Toilet Paper Rolls As Seed Starting Planters
By Pauline Vanderwerf
Well, signs of spring have sprung and I’m starting to plan my garden and setting up to start seeds. I tried something last year that I found worked so well, I’m going to do it again this year. I got the tip from Alan Titchmarch, a well known host of British gardening shows.
Over the winter I collected toilet paper rolls (bog rolls as Alan call them), and I used them to start seedlings. Now, for tomatoes and peppers, I will broadcast seeds in a tray and then transplant them into the rolls later. Plants that don’t like being moved much, I will start directly in the roll. Seedlings that mature in these rolls tend to shoot their roots directly down, and when you transplant them on into the garden, they continue this habit, which will keep them cool and headed toward moisture. The rolls will disintegrate eventually, and so the roots will be disturbed as little as possible. All of this ensures a good start!

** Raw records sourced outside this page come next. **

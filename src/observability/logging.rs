//! Structured logging.
//!
//! # Design Decisions
//! - Uses the tracing crate for structured logging
//! - `RUST_LOG` overrides the configured level when set

use tracing_subscriber::{layer::SubscriberExt, util::SubscriberInitExt, EnvFilter};

use crate::config::ObservabilityConfig;

/// Default filter directives for a configured log level.
pub fn default_directives(level: &str) -> String {
    let level = level.to_lowercase();
    format!("pokedex_shell={level},shell_cli={level},tower_http={level}")
}

/// Install the global subscriber.
pub fn init(config: &ObservabilityConfig) -> Result<(), tracing_subscriber::util::TryInitError> {
    tracing_subscriber::registry()
        .with(
            EnvFilter::try_from_default_env()
                .unwrap_or_else(|_| default_directives(&config.log_level).into()),
        )
        .with(tracing_subscriber::fmt::layer())
        .try_init()
}
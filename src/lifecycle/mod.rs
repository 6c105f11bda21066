//! Process lifecycle.
//!
//! # Data Flow
//! ```text
//! Shutdown::subscribe → HttpServer::run
//!     → Ctrl+C (main) or Shutdown::trigger (tests)
//!     → axum drains in-flight requests, run returns
//! ```

pub mod shutdown;

pub use shutdown::Shutdown;
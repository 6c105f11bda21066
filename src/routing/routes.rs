//! The application's route table.

use std::sync::Arc;

use crate::routing::error::RouteTableError;
use crate::routing::router::{RouteEntry, RouteTable};
use crate::views::layout::MainLayout;
use crate::views::pages::{ErrorNotFound, HomePage, PokemonDetailsPage};
use crate::views::{ComponentRef, View};

pub const HOME_PAGE: &str = "HomePage";
pub const POKEMON_DETAILS_PAGE: &str = "PokemonDetailsPage";

/// Build the route table served by the shell.
///
/// The not-found page is only constructed the first time an unknown path
/// is rendered.
pub fn app_routes() -> Result<RouteTable, RouteTableError> {
    RouteTable::new(vec![
        RouteEntry::new("/", ComponentRef::eager(MainLayout))
            .named(HOME_PAGE)
            .with_children(vec![
                RouteEntry::new("", ComponentRef::eager(HomePage)).named(HOME_PAGE)
            ]),
        RouteEntry::new("/pokemon-details/:name", ComponentRef::eager(MainLayout))
            .named(POKEMON_DETAILS_PAGE)
            .with_children(vec![RouteEntry::new(
                "",
                ComponentRef::eager(PokemonDetailsPage),
            )
            .named(POKEMON_DETAILS_PAGE)]),
        RouteEntry::new("/:catchAll(.*)*", ComponentRef::lazy(load_not_found)),
    ])
}

fn load_not_found() -> Arc<dyn View> {
    Arc::new(ErrorNotFound)
}

#[cfg(test)]
mod tests {
    use super::*;
    use crate::routing::Params;

    #[test]
    fn test_home_route() {
        let table = app_routes().unwrap();
        let route = table.resolve("/");

        assert_eq!(route.name(), Some(HOME_PAGE));
        assert!(!route.is_fallback());
        let views: Vec<_> = route.chain().iter().map(|e| e.component.get().name()).collect();
        assert_eq!(views, vec!["MainLayout", "HomePage"]);
    }

    #[test]
    fn test_details_route_captures_name() {
        let table = app_routes().unwrap();
        let route = table.resolve("/pokemon-details/pikachu");

        assert_eq!(route.name(), Some(POKEMON_DETAILS_PAGE));
        assert_eq!(route.param("name"), Some("pikachu"));
        assert_eq!(route.leaf().component.get().name(), "PokemonDetailsPage");
    }

    #[test]
    fn test_details_route_not_shadowed_by_catch_all() {
        let table = app_routes().unwrap();
        for name in ["pikachu", "bulbasaur", "nidoran-f"] {
            let route = table.resolve(&format!("/pokemon-details/{name}"));
            assert!(!route.is_fallback(), "{name} fell through to the catch-all");
        }
    }

    #[test]
    fn test_unknown_paths_hit_catch_all() {
        let table = app_routes().unwrap();

        let route = table.resolve("/nonexistent/xyz");
        assert!(route.is_fallback());
        assert_eq!(route.chain().len(), 1);
        assert_eq!(route.param("catchAll"), Some("nonexistent/xyz"));

        assert!(table.resolve("/pokemon-details").is_fallback());
        assert!(table.resolve("/pokemon-details/a/b").is_fallback());
    }

    #[test]
    fn test_not_found_view_is_loaded_on_demand() {
        let table = app_routes().unwrap();
        let fallback = &table.entries()[2].component;
        assert!(!fallback.is_loaded());

        table.resolve("/pokemon-details/eevee");
        assert!(!fallback.is_loaded());

        let route = table.resolve("/missing");
        assert_eq!(route.leaf().component.get().name(), "ErrorNotFound");
        assert!(fallback.is_loaded());
    }

    #[test]
    fn test_details_href() {
        let table = app_routes().unwrap();
        let mut params = Params::new();
        params.insert("name".into(), "charmander".into());
        assert_eq!(
            table.href(POKEMON_DETAILS_PAGE, &params).as_deref(),
            Some("/pokemon-details/charmander")
        );
        assert_eq!(table.href(HOME_PAGE, &Params::new()).as_deref(), Some("/"));
    }

    #[test]
    fn test_resolve_summary_for_cli() {
        let table = app_routes().unwrap();

        let details = table
            .resolve("/pokemon-details/pikachu")
            .summary("/pokemon-details/pikachu");
        assert_eq!(details.pattern, "/pokemon-details/:name");
        assert_eq!(details.name.as_deref(), Some(POKEMON_DETAILS_PAGE));
        assert_eq!(details.views, vec!["MainLayout", "PokemonDetailsPage"]);
        assert_eq!(details.params["name"], "pikachu");
        assert!(!details.not_found);

        let missing = table.resolve("/nonexistent/xyz").summary("/nonexistent/xyz");
        assert_eq!(missing.views, vec!["ErrorNotFound"]);
        assert_eq!(missing.params["catchAll"], "nonexistent/xyz");
        assert!(missing.not_found);
    }
}
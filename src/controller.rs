//! Interaction controller wiring user triggers to fetch and render steps.

use crate::directory::ShowDirectory;
use crate::view::PageView;

/// Drives the two request/render pipelines against one page view.
///
/// Each trigger is an independent fetch-then-render sequence: a search replaces
/// the show list (collapsing any episode view), and opening a show's
/// episodes replaces and reveals the episode list. The controller holds no
/// state of its own beyond the directory handle and the view; failed fetches
/// are turned into an empty-state message in the affected region rather than
/// surfacing as errors.
pub struct Controller<D>
where
    D: ShowDirectory,
{
    directory: D,
    view: PageView,
}

impl<D> Controller<D>
where
    D: ShowDirectory,
{
    /// Creates a controller around the given directory with a fresh page.
    pub fn new(directory: D) -> Self {
        Self {
            directory,
            view: PageView::new(),
        }
    }

    /// Search trigger: fetches shows for the term and replaces the show list.
    ///
    /// The term is forwarded verbatim, empty included. Whether the fetch
    /// succeeds or not, the episode region ends up hidden.
    pub fn search(&mut self, term: &str) {
        let generation = self.view.begin_show_request();
        match self.directory.search_shows(term) {
            Ok(shows) => {
                self.view.render_shows(generation, &shows);
            }
            Err(err) => {
                self.view
                    .render_show_message(generation, &format!("Could not load shows: {err}"));
            }
        }
    }

    /// Episodes trigger: fetches the episode list for a rendered show and
    /// replaces and reveals the episode region.
    ///
    /// The identifier comes from one of the view's show actions.
    pub fn open_episodes(&mut self, show_id: u64) {
        let generation = self.view.begin_episode_request();
        match self.directory.episodes_of_show(show_id) {
            Ok(episodes) => {
                self.view.render_episodes(generation, &episodes);
            }
            Err(err) => {
                self.view
                    .render_episode_message(generation, &format!("Could not load episodes: {err}"));
            }
        }
    }

    /// The page as currently rendered.
    pub fn view(&self) -> &PageView {
        &self.view
    }
}

#[cfg(test)]
mod tests {
    use super::*;
    use crate::directory::{DirectoryError, Episode, MISSING_IMAGE_URL, Show};

    /// Canned directory standing in for the remote service. A None slot
    /// simulates a failing fetch.
    struct StubDirectory {
        shows: Option<Vec<Show>>,
        episodes: Option<Vec<Episode>>,
    }

    impl ShowDirectory for StubDirectory {
        fn search_shows(&self, _term: &str) -> Result<Vec<Show>, DirectoryError> {
            self.shows
                .clone()
                .ok_or_else(|| DirectoryError::RequestError("unreachable".to_string()))
        }

        fn episodes_of_show(&self, show_id: u64) -> Result<Vec<Episode>, DirectoryError> {
            self.episodes
                .clone()
                .ok_or(DirectoryError::ShowNotFound(show_id))
        }
    }

    fn bletchley() -> Show {
        Show {
            id: 139,
            name: "The Bletchley Circle".to_string(),
            summary: "<p>Code breakers turned detectives.</p>".to_string(),
            image: MISSING_IMAGE_URL.to_string(),
        }
    }

    fn pilot_and_two() -> Vec<Episode> {
        vec![
            Episode {
                id: 1,
                name: "Pilot".to_string(),
                season: 1,
                number: 1,
            },
            Episode {
                id: 2,
                name: "Two".to_string(),
                season: 1,
                number: 2,
            },
        ]
    }

    #[test]
    fn test_search_renders_shows_and_hides_episodes() {
        let mut controller = Controller::new(StubDirectory {
            shows: Some(vec![bletchley()]),
            episodes: Some(pilot_and_two()),
        });

        controller.open_episodes(139);
        assert!(controller.view().episode_lines().is_some());

        controller.search("bletchly");

        let view = controller.view();
        assert!(view.episode_lines().is_none());
        assert_eq!(view.show_actions().len(), 1);
        assert_eq!(view.show_actions()[0].id, 139);
        // The placeholder poster URL made it through to the page
        assert!(view.show_lines().iter().any(|l| l.contains(MISSING_IMAGE_URL)));
    }

    #[test]
    fn test_open_episodes_renders_and_reveals() {
        let mut controller = Controller::new(StubDirectory {
            shows: Some(vec![bletchley()]),
            episodes: Some(pilot_and_two()),
        });

        controller.search("bletchly");
        let id = controller.view().show_actions()[0].id;
        controller.open_episodes(id);

        let lines = controller.view().episode_lines().unwrap();
        assert_eq!(lines.len(), 2);
        assert_eq!(lines[0], "Season 1, Ep. 1: Pilot");
        assert_eq!(lines[1], "Season 1, Ep. 2: Two");
    }

    #[test]
    fn test_failed_search_renders_empty_state() {
        let mut controller = Controller::new(StubDirectory {
            shows: None,
            episodes: Some(Vec::new()),
        });

        controller.search("anything");

        let view = controller.view();
        assert!(view.show_actions().is_empty());
        assert_eq!(view.show_lines().len(), 1);
        assert!(view.show_lines()[0].starts_with("Could not load shows:"));
        assert!(view.episode_lines().is_none());
    }

    #[test]
    fn test_failed_episode_fetch_renders_visible_message() {
        let mut controller = Controller::new(StubDirectory {
            shows: Some(vec![bletchley()]),
            episodes: None,
        });

        controller.search("bletchly");
        controller.open_episodes(139);

        let lines = controller.view().episode_lines().unwrap();
        assert_eq!(lines.len(), 1);
        assert!(lines[0].starts_with("Could not load episodes:"));
    }
}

So, even though I’m still a few weeks away, I will do a dry run to show you how they are set up. Here’s what you’ll need:
- Toilet paper rolls
- Plastic trays
- Seed starting soil mix.
Simply place the toilet paper rolls in a tray and fill with soil mix. Once the rolls are filled with soil, they are fairly secure. I will tamp the soil down by gently dropping the tray onto the table from an inch or two just to settle the soil in. Then simply plant your seeds or transplant seedlings in. When I watered, I put water in the tray and allowed the rolls and soil to absorb it, which the paper did well.
If the soil continues to settle, you can top the rolls up as the seedling grows. When the seedling appears to outgrow the roll, I just transplant the whole roll into a larger pot.. paper roll and all. Depending on how large the pot is, I will sometimes put four rolls into one pot, leaving about 1/2 an inch around each roll, and filling soil up to the top of the roll. Surrounding the rolls with soil helps to maintain a fairly consistent moisture content as the exposed paper on the rolls tends to allow a lot of moisture to evaporate.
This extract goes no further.